Undergraduate biomedical engineering programs increasingly seek to expose students to emerging biotechnologies such as CRISPR-based gene editing. However, many instructional laboratories emphasize predictable outcomes and highly scripted protocols, limiting opportunities for experimental reasoning, troubleshooting, and interpretation of uncertain results. In addition, ethical discussions surrounding gene-editing technologies are often separated from laboratory experiences, making it difficult for students to connect technical decisions with broader societal implications.

Novel Initiative

We developed a guided-inquiry laboratory module that introduces students to CRISPR adenine base editing through a gene-repair experiment linking genotype, phenotype, and DNA sequence validation. Students used phenotypic screening, mutation frequency calculations, PCR, gel electrophoresis, DNA sequencing, and computational sequence analysis to evaluate editing outcomes. The module also incorporated a structured ethical discussion on the societal implications of gene-editing technologies. Unlike many undergraduate CRISPR activities that focus on gene disruption, this module emphasizes precise sequence correction and sequencing-based validation, reflecting workflows used in contemporary biotechnology and biomedical research.

Reflection

Students successfully generated and analyzed gene-editing data while developing confidence in molecular biology techniques, experimental reasoning, and ethical analysis.
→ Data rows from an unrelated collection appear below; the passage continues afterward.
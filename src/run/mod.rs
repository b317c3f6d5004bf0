//! The end-to-end generation loop.
//!
//! A [`Run`] owns every collaborator of one parameter-estimation run: the
//! intrinsic space, the extrinsic prior, the likelihood, the integrator,
//! the scheduler, and the grid store. [`Run::execute`] alternates two
//! phases until the scheduler reports convergence:
//!
//! 1. integrate every pending point and resolve it in the store;
//! 2. ask the scheduler for the next generation.
//!
//! With the `async` feature, [`Run::execute_parallel`] integrates the
//! points of a generation concurrently.
//!
//! # Resuming
//!
//! All progress lives in the store. Executing a run over a store that
//! already holds points skips the initial design, integrates whatever is
//! still pending, and continues from the latest generation. With a
//! [`JournalStore`](crate::store::JournalStore) this resumes a crashed run
//! at the generation level.
//!
//! Cancelling through the run's [`CancelToken`] resolves the points already
//! under way with whatever they sampled. Points that had not started stay
//! pending, so executing the run again later integrates them.

#[cfg(feature = "async")]
mod async_impl;
mod builder;

use std::sync::Arc;

pub use builder::RunBuilder;

use crate::error::{Error, Result};
use crate::integrator::{CancelToken, MonteCarloIntegrator};
use crate::likelihood::{Likelihood, LikelihoodError};
use crate::point::{GridRecord, IntrinsicPoint};
use crate::prior::Prior;
use crate::scheduler::{GenerationOutcome, RefinementScheduler};
use crate::space::IntrinsicSpace;
use crate::store::GridStore;
use crate::types::{IntegralStatus, StopReason};

/// One parameter-estimation run. Build with [`Run::builder`].
pub struct Run {
    likelihood: Arc<dyn Likelihood>,
    prior: Arc<dyn Prior>,
    integrator: MonteCarloIntegrator,
    scheduler: RefinementScheduler,
    store: Arc<dyn GridStore>,
    cancel: CancelToken,
    initial_points: Option<Vec<Vec<f64>>>,
}

/// Outcome of a completed run.
///
/// Soft degradations are counted here rather than raised as errors: a
/// run with failed or low-confidence points, or with shrunk generations,
/// still completes.
#[derive(Clone, Debug, PartialEq)]
pub struct RunSummary {
    /// Generations in the store, including generation 0.
    pub generations: u32,
    /// Points in the store.
    pub points: usize,
    /// Points whose integral met the tolerance.
    pub converged: usize,
    /// Points that ran out of budget before the tolerance.
    pub low_confidence: usize,
    /// Points without a usable result.
    pub failed: usize,
    /// Points left unintegrated by a cancelled run.
    pub pending: usize,
    /// Generations emitted smaller than requested during this execution.
    pub shrunk_generations: usize,
    /// Why the run stopped.
    pub stop_reason: StopReason,
    /// Aggregate log evidence over the intrinsic prior.
    pub log_evidence: Option<f64>,
    /// Last change of the aggregate log evidence between generations.
    pub change: Option<f64>,
    /// The usable point with the highest evidence.
    pub best: Option<GridRecord>,
}

impl RunSummary {
    /// Returns `true` if the aggregate evidence settled below the
    /// tolerance.
    #[must_use]
    pub fn is_converged(&self) -> bool {
        self.stop_reason == StopReason::EvidenceConverged
    }

    /// Returns `true` if any soft degradation occurred.
    #[must_use]
    pub fn is_degraded(&self) -> bool {
        self.low_confidence > 0 || self.failed > 0 || self.shrunk_generations > 0
    }
}

impl Run {
    /// Returns a builder for a run.
    #[must_use]
    pub fn builder() -> RunBuilder {
        RunBuilder::new()
    }

    /// The intrinsic space of this run.
    #[must_use]
    pub fn space(&self) -> &IntrinsicSpace {
        self.scheduler.space()
    }

    /// The store holding this run's points.
    #[must_use]
    pub fn store(&self) -> &dyn GridStore {
        &*self.store
    }

    /// A handle that aborts in-flight integrations and stops the run.
    /// Points that had not started stay pending.
    #[must_use]
    pub fn cancel_token(&self) -> &CancelToken {
        &self.cancel
    }

    /// Runs the generation loop to completion, integrating points one after
    /// another.
    ///
    /// # Errors
    ///
    /// Returns `Error::LikelihoodUnusable` or `Error::InvalidPrior` if a
    /// collaborator is unusable, and propagates scheduler and storage
    /// errors. Point-level problems never abort the run.
    pub fn execute(&self) -> Result<RunSummary> {
        #[cfg(feature = "tracing")]
        let _span = tracing::info_span!("run", dims = self.space().n_dims()).entered();

        let mut shrunk = self.start()?;
        loop {
            for point in self.pending_points() {
                match self.integrator.integrate_with(
                    &point,
                    &*self.likelihood,
                    &*self.prior,
                    Some(&self.cancel),
                ) {
                    Ok(result) => {
                        self.store.resolve(point.id, result)?;
                    }
                    // The rest of the generation stays pending.
                    Err(Error::Cancelled) => break,
                    Err(e) => return Err(e),
                }
            }
            if let Some(summary) = self.advance(&mut shrunk)? {
                return Ok(summary);
            }
        }
    }

    /// Checks the collaborators and lays out generation 0 unless the store
    /// already holds points. Returns 1 if generation 0 came out shrunk.
    fn start(&self) -> Result<usize> {
        self.likelihood.check().map_err(|e| match e {
            LikelihoodError::Unusable(msg) | LikelihoodError::Domain(msg) => {
                Error::LikelihoodUnusable(msg)
            }
        })?;
        self.prior.validate()?;

        self.store.refresh();
        if let Some(latest) = self.store().latest_generation() {
            trace_info!(
                generation = latest,
                points = self.store().len(),
                "resuming from stored points"
            );
            return Ok(0);
        }
        let generation = match &self.initial_points {
            Some(points) => self
                .scheduler
                .seed_generation(self.store(), points.clone())?,
            None => self.scheduler.initial_generation(self.store())?,
        };
        Ok(usize::from(generation.is_shrunk()))
    }

    fn pending_points(&self) -> Vec<IntrinsicPoint> {
        self.store
            .records_arc()
            .read()
            .iter()
            .filter(|r| !r.status().is_resolved())
            .map(|r| r.point.clone())
            .collect()
    }

    /// Moves past a fully resolved generation. Returns the summary once the
    /// run is over.
    fn advance(&self, shrunk: &mut usize) -> Result<Option<RunSummary>> {
        if self.cancel.is_cancelled() {
            trace_warn!("run cancelled");
            return Ok(Some(self.summarize(StopReason::Cancelled, None, *shrunk)));
        }
        match self.scheduler.next_generation(self.store())? {
            GenerationOutcome::Next(generation) => {
                if generation.is_shrunk() {
                    *shrunk += 1;
                }
                Ok(None)
            }
            GenerationOutcome::Converged(report) => {
                Ok(Some(self.summarize(report.reason, report.change, *shrunk)))
            }
        }
    }

    fn summarize(&self, stop_reason: StopReason, change: Option<f64>, shrunk: usize) -> RunSummary {
        let store = self.store();
        let latest = store.latest_generation();
        let summary = RunSummary {
            generations: latest.map_or(0, |g| g + 1),
            points: store.len(),
            converged: store.count_status(IntegralStatus::Converged),
            low_confidence: store.count_status(IntegralStatus::LowConfidence),
            failed: store.count_status(IntegralStatus::Failed),
            pending: store.count_status(IntegralStatus::Pending),
            shrunk_generations: shrunk,
            stop_reason,
            log_evidence: latest.and_then(|g| self.scheduler.aggregate_log_evidence(store, g)),
            change,
            best: store.best(),
        };
        trace_info!(
            generations = summary.generations,
            points = summary.points,
            failed = summary.failed,
            pending = summary.pending,
            low_confidence = summary.low_confidence,
            reason = ?summary.stop_reason,
            "run finished"
        );
        summary
    }
}
use std::sync::Arc;

use super::{Run, RunSummary};
use crate::error::{Error, Result};
use crate::point::{IntegralResult, IntrinsicPoint};

impl Run {
    /// Runs the generation loop, integrating up to `concurrency` points of
    /// each generation at once.
    ///
    /// Each integration runs in [`spawn_blocking`](tokio::task::spawn_blocking);
    /// results are resolved in the store as they arrive via a
    /// [`JoinSet`](tokio::task::JoinSet). Every point draws from its own
    /// seeded stream, so a seeded run produces the same records as
    /// [`execute`](Self::execute).
    ///
    /// # Errors
    ///
    /// Returns `Error::InvalidConfig` if `concurrency` is zero,
    /// `Error::TaskError` if a worker task panics or the semaphore closes,
    /// and otherwise the same errors as [`execute`](Self::execute).
    ///
    /// # Examples
    ///
    /// ```
    /// use rapid_pe::prelude::*;
    /// use rapid_pe::toy::GaussianLikelihood;
    ///
    /// # #[cfg(feature = "async")]
    /// # async fn example() -> rapid_pe::Result<()> {
    /// let run = Run::builder()
    ///     .space(IntrinsicSpace::builder().dimension("mass1", 1.0, 2.0).build()?)
    ///     .prior(
    ///         ExtrinsicPrior::builder()
    ///             .dimension("x", PriorDimension::uniform(-3.0, 3.0)?)
    ///             .build()?,
    ///     )
    ///     .likelihood(GaussianLikelihood::new(vec![1.5], 0.2, vec![0.0], 1.0))
    ///     .scheduler(SchedulerConfig::builder().max_generations(3).build()?)
    ///     .build()?;
    ///
    /// let summary = run.execute_parallel(4).await?;
    /// assert!(summary.generations <= 3);
    /// # Ok(())
    /// # }
    /// ```
    pub async fn execute_parallel(&self, concurrency: usize) -> Result<RunSummary> {
        if concurrency == 0 {
            return Err(Error::InvalidConfig {
                name: "concurrency",
                reason: "must be at least 1".into(),
            });
        }
        trace_info!(concurrency, dims = self.space().n_dims(), "parallel run started");

        let mut shrunk = self.start()?;
        loop {
            self.integrate_parallel(self.pending_points(), concurrency)
                .await?;
            if let Some(summary) = self.advance(&mut shrunk)? {
                return Ok(summary);
            }
        }
    }

    async fn integrate_parallel(&self, points: Vec<IntrinsicPoint>, concurrency: usize) -> Result<()> {
        use tokio::sync::Semaphore;
        use tokio::task::JoinSet;

        let semaphore = Arc::new(Semaphore::new(concurrency));
        let mut join_set: JoinSet<Result<(IntrinsicPoint, IntegralResult)>> = JoinSet::new();

        for point in points {
            if self.cancel.is_cancelled() {
                break;
            }
            let permit = Arc::clone(&semaphore)
                .acquire_owned()
                .await
                .map_err(|e| Error::TaskError(e.to_string()))?;

            let integrator = self.integrator.clone();
            let likelihood = Arc::clone(&self.likelihood);
            let prior = Arc::clone(&self.prior);
            let cancel = self.cancel.clone();
            join_set.spawn(async move {
                let outcome = tokio::task::spawn_blocking(move || {
                    integrator
                        .integrate_with(&point, &*likelihood, &*prior, Some(&cancel))
                        .map(|result| (point, result))
                })
                .await
                .map_err(|e| Error::TaskError(e.to_string()));
                drop(permit);
                outcome?
            });

            // Resolve whatever has already finished so the store stays current.
            while let Some(done) = join_set.try_join_next() {
                self.resolve_joined(done)?;
            }
        }

        while let Some(done) = join_set.join_next().await {
            self.resolve_joined(done)?;
        }
        Ok(())
    }

    fn resolve_joined(
        &self,
        done: core::result::Result<Result<(IntrinsicPoint, IntegralResult)>, tokio::task::JoinError>,
    ) -> Result<()> {
        match done.map_err(|e| Error::TaskError(e.to_string()))? {
            Ok((point, result)) => self.store.resolve(point.id, result).map(|_| ()),
            // Cancelled before its first sample; the point stays pending.
            Err(Error::Cancelled) => Ok(()),
            Err(e) => Err(e),
        }
    }
}
use rapid_pe::integrator::{IntegratorConfig, MonteCarloIntegrator};
use rapid_pe::{Error, IntegralStatus, LikelihoodError};

use super::{box_prior, point};

fn integrator() -> MonteCarloIntegrator {
    MonteCarloIntegrator::new(
        IntegratorConfig::builder()
            .batch_size(100)
            .max_empty_batches(3)
            .seed(11)
            .build()
            .unwrap(),
    )
}

#[test]
fn domain_error_everywhere_fails_the_point() {
    let likelihood = |_: &[f64], _: &[f64]| -> Result<f64, LikelihoodError> {
        Err(LikelihoodError::Domain("component mass below limit".into()))
    };
    let result = integrator()
        .integrate(&point(0, vec![0.1]), &likelihood, &box_prior(2, 1.0))
        .unwrap();
    assert_eq!(result.status, IntegralStatus::Failed);
    assert_eq!(result.nonzero_samples, 0);
    assert_eq!(result.domain_error_count, result.samples_drawn);
    // One more than the tolerated streak of empty batches.
    assert_eq!(result.batches, 4);
    assert!(result.log_evidence.is_infinite() && result.log_evidence < 0.0);
    assert!(result.message.is_some());
}

#[test]
fn zero_likelihood_everywhere_fails_the_point() {
    let likelihood =
        |_: &[f64], _: &[f64]| -> Result<f64, LikelihoodError> { Ok(f64::NEG_INFINITY) };
    let result = integrator()
        .integrate(&point(0, vec![1.0]), &likelihood, &box_prior(1, 1.0))
        .unwrap();
    assert_eq!(result.status, IntegralStatus::Failed);
    assert_eq!(result.nonfinite_count, 0);
}

#[test]
fn non_finite_values_are_excluded_not_fatal() {
    // NaN on the left half of the support, ln L = 0 on the right.
    let likelihood = |_: &[f64], x: &[f64]| -> Result<f64, LikelihoodError> {
        Ok(if x[0] < 0.0 { f64::NAN } else { 0.0 })
    };
    let result = integrator()
        .integrate(&point(0, vec![1.0]), &likelihood, &box_prior(1, 1.0))
        .unwrap();
    assert!(result.status.is_usable());
    assert!(result.nonfinite_count > 0);
    assert!(result.log_evidence.is_finite());
    assert!(result.log_evidence <= 0.0);
}

#[test]
fn sparse_domain_errors_only_reduce_weight() {
    let likelihood = |_: &[f64], x: &[f64]| -> Result<f64, LikelihoodError> {
        if x[0] > 0.9 {
            Err(LikelihoodError::Domain("edge".into()))
        } else {
            Ok(0.0)
        }
    };
    let result = integrator()
        .integrate(&point(0, vec![1.0]), &likelihood, &box_prior(1, 1.0))
        .unwrap();
    assert!(result.status.is_usable());
    assert!(result.domain_error_count > 0);
    // True evidence is 0.95.
    assert!((result.log_evidence - 0.95_f64.ln()).abs() < 0.1);
}

#[test]
fn unusable_evaluator_is_an_error() {
    let likelihood = |_: &[f64], _: &[f64]| -> Result<f64, LikelihoodError> {
        Err(LikelihoodError::Unusable("strain data missing".into()))
    };
    let err = integrator()
        .integrate(&point(0, vec![1.0]), &likelihood, &box_prior(1, 1.0))
        .unwrap_err();
    assert!(matches!(err, Error::LikelihoodUnusable(msg) if msg == "strain data missing"));
}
Implementation highlighted the value of combining laboratory experimentation, computational sequence analysis, and ethical reflection within a single instructional experience. Key considerations for adoption include access to specialized equipment, sequencing resources, and instructional support. This Teaching Tip provides a practical model for integrating modern gene-editing technologies and ethical reasoning into undergraduate biomedical engineering curricula.